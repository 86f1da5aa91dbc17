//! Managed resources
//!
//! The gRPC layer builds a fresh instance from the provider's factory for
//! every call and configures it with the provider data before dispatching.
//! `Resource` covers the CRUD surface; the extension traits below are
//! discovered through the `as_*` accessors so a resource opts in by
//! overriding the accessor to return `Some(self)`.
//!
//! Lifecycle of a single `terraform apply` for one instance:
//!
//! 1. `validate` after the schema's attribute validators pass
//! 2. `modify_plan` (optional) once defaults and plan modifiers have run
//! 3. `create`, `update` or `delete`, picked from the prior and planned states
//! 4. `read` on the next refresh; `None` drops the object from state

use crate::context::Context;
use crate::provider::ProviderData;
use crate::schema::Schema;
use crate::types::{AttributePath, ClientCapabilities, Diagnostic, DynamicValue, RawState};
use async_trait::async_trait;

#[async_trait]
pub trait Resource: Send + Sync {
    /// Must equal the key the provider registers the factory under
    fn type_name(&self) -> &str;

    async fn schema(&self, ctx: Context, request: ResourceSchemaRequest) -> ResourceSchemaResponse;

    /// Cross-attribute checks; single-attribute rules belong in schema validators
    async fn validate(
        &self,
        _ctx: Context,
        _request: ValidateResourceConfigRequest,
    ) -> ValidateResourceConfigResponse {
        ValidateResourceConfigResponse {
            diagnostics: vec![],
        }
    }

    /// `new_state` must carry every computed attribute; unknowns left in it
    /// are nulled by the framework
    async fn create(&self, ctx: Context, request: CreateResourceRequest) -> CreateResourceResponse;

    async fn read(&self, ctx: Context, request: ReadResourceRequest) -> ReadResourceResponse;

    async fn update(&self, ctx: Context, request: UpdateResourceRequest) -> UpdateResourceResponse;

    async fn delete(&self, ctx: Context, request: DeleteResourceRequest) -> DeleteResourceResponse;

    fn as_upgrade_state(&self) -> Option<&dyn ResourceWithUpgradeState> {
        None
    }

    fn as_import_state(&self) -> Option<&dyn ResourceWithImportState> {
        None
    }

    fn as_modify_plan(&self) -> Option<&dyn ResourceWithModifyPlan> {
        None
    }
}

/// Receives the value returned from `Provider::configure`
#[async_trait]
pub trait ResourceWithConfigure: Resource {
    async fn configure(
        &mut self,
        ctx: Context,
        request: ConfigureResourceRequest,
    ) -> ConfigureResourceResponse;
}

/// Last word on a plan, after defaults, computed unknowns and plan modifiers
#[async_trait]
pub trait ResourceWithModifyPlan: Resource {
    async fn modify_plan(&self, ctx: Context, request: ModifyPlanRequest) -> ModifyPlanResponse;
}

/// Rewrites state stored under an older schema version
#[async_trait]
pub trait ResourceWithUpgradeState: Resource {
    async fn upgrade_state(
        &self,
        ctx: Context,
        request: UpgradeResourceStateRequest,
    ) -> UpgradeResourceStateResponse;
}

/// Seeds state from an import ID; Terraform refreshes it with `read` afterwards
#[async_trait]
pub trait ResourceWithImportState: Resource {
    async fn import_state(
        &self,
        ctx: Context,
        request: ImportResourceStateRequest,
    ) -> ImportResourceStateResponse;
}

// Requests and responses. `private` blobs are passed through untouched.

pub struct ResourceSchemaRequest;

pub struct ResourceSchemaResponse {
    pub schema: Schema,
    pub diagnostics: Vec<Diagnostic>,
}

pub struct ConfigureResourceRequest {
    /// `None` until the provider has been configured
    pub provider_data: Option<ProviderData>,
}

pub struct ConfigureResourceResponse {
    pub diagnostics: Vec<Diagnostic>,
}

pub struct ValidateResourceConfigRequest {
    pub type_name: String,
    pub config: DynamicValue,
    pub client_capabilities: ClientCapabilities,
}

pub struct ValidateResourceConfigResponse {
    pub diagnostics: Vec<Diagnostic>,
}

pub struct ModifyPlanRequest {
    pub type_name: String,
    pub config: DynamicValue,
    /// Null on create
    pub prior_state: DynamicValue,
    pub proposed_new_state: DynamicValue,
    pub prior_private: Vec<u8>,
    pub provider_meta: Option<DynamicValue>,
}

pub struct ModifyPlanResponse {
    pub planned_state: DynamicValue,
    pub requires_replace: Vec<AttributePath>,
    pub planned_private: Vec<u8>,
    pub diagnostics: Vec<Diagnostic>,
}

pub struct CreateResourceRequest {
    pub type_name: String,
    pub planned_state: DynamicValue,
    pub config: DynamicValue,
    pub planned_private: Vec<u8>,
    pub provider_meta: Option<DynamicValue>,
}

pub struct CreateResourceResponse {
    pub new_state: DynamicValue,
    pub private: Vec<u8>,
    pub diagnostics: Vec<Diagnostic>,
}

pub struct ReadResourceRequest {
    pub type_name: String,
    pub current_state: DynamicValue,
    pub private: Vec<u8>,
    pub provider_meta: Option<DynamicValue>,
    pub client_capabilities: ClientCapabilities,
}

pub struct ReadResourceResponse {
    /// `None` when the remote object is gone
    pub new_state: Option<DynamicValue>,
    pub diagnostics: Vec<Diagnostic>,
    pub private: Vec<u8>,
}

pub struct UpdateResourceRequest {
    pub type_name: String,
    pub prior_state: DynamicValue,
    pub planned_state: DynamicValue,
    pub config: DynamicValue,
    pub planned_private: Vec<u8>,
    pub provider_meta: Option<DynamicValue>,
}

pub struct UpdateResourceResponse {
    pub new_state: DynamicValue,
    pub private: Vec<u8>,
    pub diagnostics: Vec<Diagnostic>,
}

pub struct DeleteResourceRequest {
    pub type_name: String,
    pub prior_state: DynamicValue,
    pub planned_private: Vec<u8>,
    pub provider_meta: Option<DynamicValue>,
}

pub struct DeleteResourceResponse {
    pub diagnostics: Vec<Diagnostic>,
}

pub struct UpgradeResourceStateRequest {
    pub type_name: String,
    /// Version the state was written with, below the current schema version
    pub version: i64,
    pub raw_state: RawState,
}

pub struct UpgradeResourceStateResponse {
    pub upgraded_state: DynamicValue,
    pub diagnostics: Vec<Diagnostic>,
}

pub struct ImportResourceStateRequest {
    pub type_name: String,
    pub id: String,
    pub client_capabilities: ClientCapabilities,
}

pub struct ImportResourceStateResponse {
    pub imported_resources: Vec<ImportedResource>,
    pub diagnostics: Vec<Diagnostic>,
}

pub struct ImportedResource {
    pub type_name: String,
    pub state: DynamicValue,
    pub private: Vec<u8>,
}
====================
- **WHAT YOU SHOULD DO**
Starting at the first line of the records, print each line exactly, stopping after the line that contains "resource opts in by".

- **PROBLEM SOLUTION**
repository 86f1da5aa91dbc17
//! Managed resources
//!
//! The gRPC layer builds a fresh instance from the provider's factory for
//! every call and configures it with the provider data before dispatching.
//! `Resource` covers the CRUD surface; the extension traits below are
//! discovered through the `as_*` accessors so a resource opts in by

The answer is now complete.